数据来源:kaggle
本文源码及数据链接:百度云提取码:2vng
本文通过Python进行数据清洗,正文中使用Tableau作图进行展示。
项目背景
你有没有想过一年中预订酒店房间的最佳时间是什么时候?或者为了获得最佳的每日费用而选择的最佳停留时间?如果你想预测一家酒店是否有可能收到过高数量的特别要求呢?
这个酒店预订数据集可以帮助您探索这些问题!
该数据集包含城市酒店和度假酒店的预订信息,包括预订时间、入住时间、成人、儿童和/或婴儿数量以及可用停车位数量等信息。
数据来源于Nuno Antonio、Ana Almeida和Luis Nunes撰写的文章《酒店预订需求数据集》(Hotel Booking Demand Datasets),简明扼要,第22卷,2019年2月。
这些数据是由托马斯·莫克和安托万·比查特在2020年2月11日这一周的第三天下载和清理的。
确认目标
分析角度:
- 酒店运营角度
- 预定入住率、预定取消率、复订率、客户结构、预定房型、预定均价
- 押金、分房、客流量趋势
- 渠道质量、订单占比
- 用户画像
- 提前预定时长、预定入住月份、入住人数、出行结构、入住时长、复订间隔、餐饮预定
- 预定修改次数、用户类型
提出问题:
- 对用户来说,一年中预订酒店房间的最佳时间是什么时候?
- 如何提高酒店营收?
- 预测一家酒店的预订单是否会被取消。
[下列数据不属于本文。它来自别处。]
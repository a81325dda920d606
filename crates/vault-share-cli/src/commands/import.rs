//! Import command - claims a share by phrase and recovers its files into
//! this vault (§4.7).

use std::path::PathBuf;

use anyhow::{Context, Result};
use clap::Args as ClapArgs;
use serde::Serialize;
use tracing::instrument;

use crate::engines::{self, Engines};
use crate::output::create_table;

#[derive(ClapArgs, Clone)]
pub struct Args {
    /// Share phrase to claim
    #[arg(long)]
    pub phrase: String,

    /// Directory the machine-local remote store persists to
    #[arg(long)]
    pub remote_dir: Option<PathBuf>,

    /// Output as JSON
    #[arg(long)]
    pub json: bool,
}

#[derive(Serialize)]
struct ImportResult {
    share_vault_id: uuid::Uuid,
}

#[instrument(level = "info", name = "cmd::import", skip_all, fields(vault = %vault.display()))]
pub async fn execute(vault: &std::path::Path, args: &Args) -> Result<()> {
    let remote_dir = args.remote_dir.clone().unwrap_or_else(engines::default_remote_dir);
    let Engines { import, .. } = engines::build(vault, &remote_dir);

    let share_vault_id = import.start_import(&args.phrase).await.context("import failed")?;

    if args.json {
        println!("{}", serde_json::to_string_pretty(&ImportResult { share_vault_id })?);
    } else {
        let mut table = create_table();
        table.set_header(vec!["Share Vault ID", "Status"]);
        table.add_row(vec![share_vault_id.to_string(), "imported".to_string()]);
        println!("{table}");
    }
    Ok(())
}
(待更新)
数据概览
字段 | 定义 |
---|---|
hotel | Hotel (H1 = Resort Hotel or H2 = City Hotel) |
is_canceled | Value indicating if the booking was canceled (1) or not (0) |
lead_time | Number of days that elapsed between the entering date of the booking into the PMS and the arrival date |
arrival_date_year | Year of arrival date |
arrival_date_month | Month of arrival date |
arrival_date_week_number | Week number of year for arrival date |
arrival_date_day_of_month | Day of arrival date |
stays_in_weekend_nights | Number of weekend nights (Saturday or Sunday) the guest stayed or booked to stay at the hotel |
stays_in_week_nights | Number of week nights (Monday to Friday) the guest stayed or booked to stay at the hotel |
adults | Number of adults |
children | Number of children |
babies | Number of babies |
meal | Type of meal booked. Categories are presented in standard hospitality meal packages: Undefined/SC – no meal package; BB – Bed & Breakfast; HB – Half board (breakfast and one other meal – usually dinner); FB – Full board (breakfast, lunch and dinner) |
country | Country of origin. Categories are represented in the ISO 3155–3:2013 format |
market_segment | Market segment designation. In categories, the term “TA” means “Travel Agents” and “TO” means “Tour Operators” |
distribution_channel | Booking distribution channel. The term “TA” means “Travel Agents” and “TO” means “Tour Operators” |
is_repeated_guest | Value indicating if the booking name was from a repeated guest (1) or not (0) |
previous_cancellations | Number of previous bookings that were cancelled by the customer prior to the current booking |
previous_bookings_not_canceled | Number of previous bookings not cancelled by the customer prior to the current booking |
reserved_room_type | Code of room type reserved. Code is presented instead of designation for anonymity reasons. |
assigned_room_type | Code for the type of room assigned to the booking. Sometimes the assigned room type differs from the reserved room type due to hotel operation reasons (e.g. overbooking) or by customer request. Code is presented instead of designation for anonymity reasons. |
booking_changes | Number of changes/amendments made to the booking from the moment the booking was entered on the PMS until the moment of check-in or cancellation |
deposit_type | Indication on if the customer made a deposit to guarantee the booking. This variable can assume three categories: No Deposit – no deposit was made; Non Refund – a deposit was made in the value of the total stay cost; Refundable – a deposit was made with a value under the total cost of stay. |
agent | ID of the travel agency that made the booking |
company | ID of the company/entity that made the booking or responsible for paying the booking. ID is presented instead of designation for anonymity reasons |
days_in_waiting_list | Number of days the booking was in the waiting list before it was confirmed to the customer |
customer_type | Type of booking, assuming one of four categories: Contract - when the booking has an allotment or other type of contract associated to it; Group – when the booking is associated to a group; Transient – when the booking is not part of a group or contract, and is not associated to other transient booking; Transient-party – when the booking is transient, but is associated to at least othe |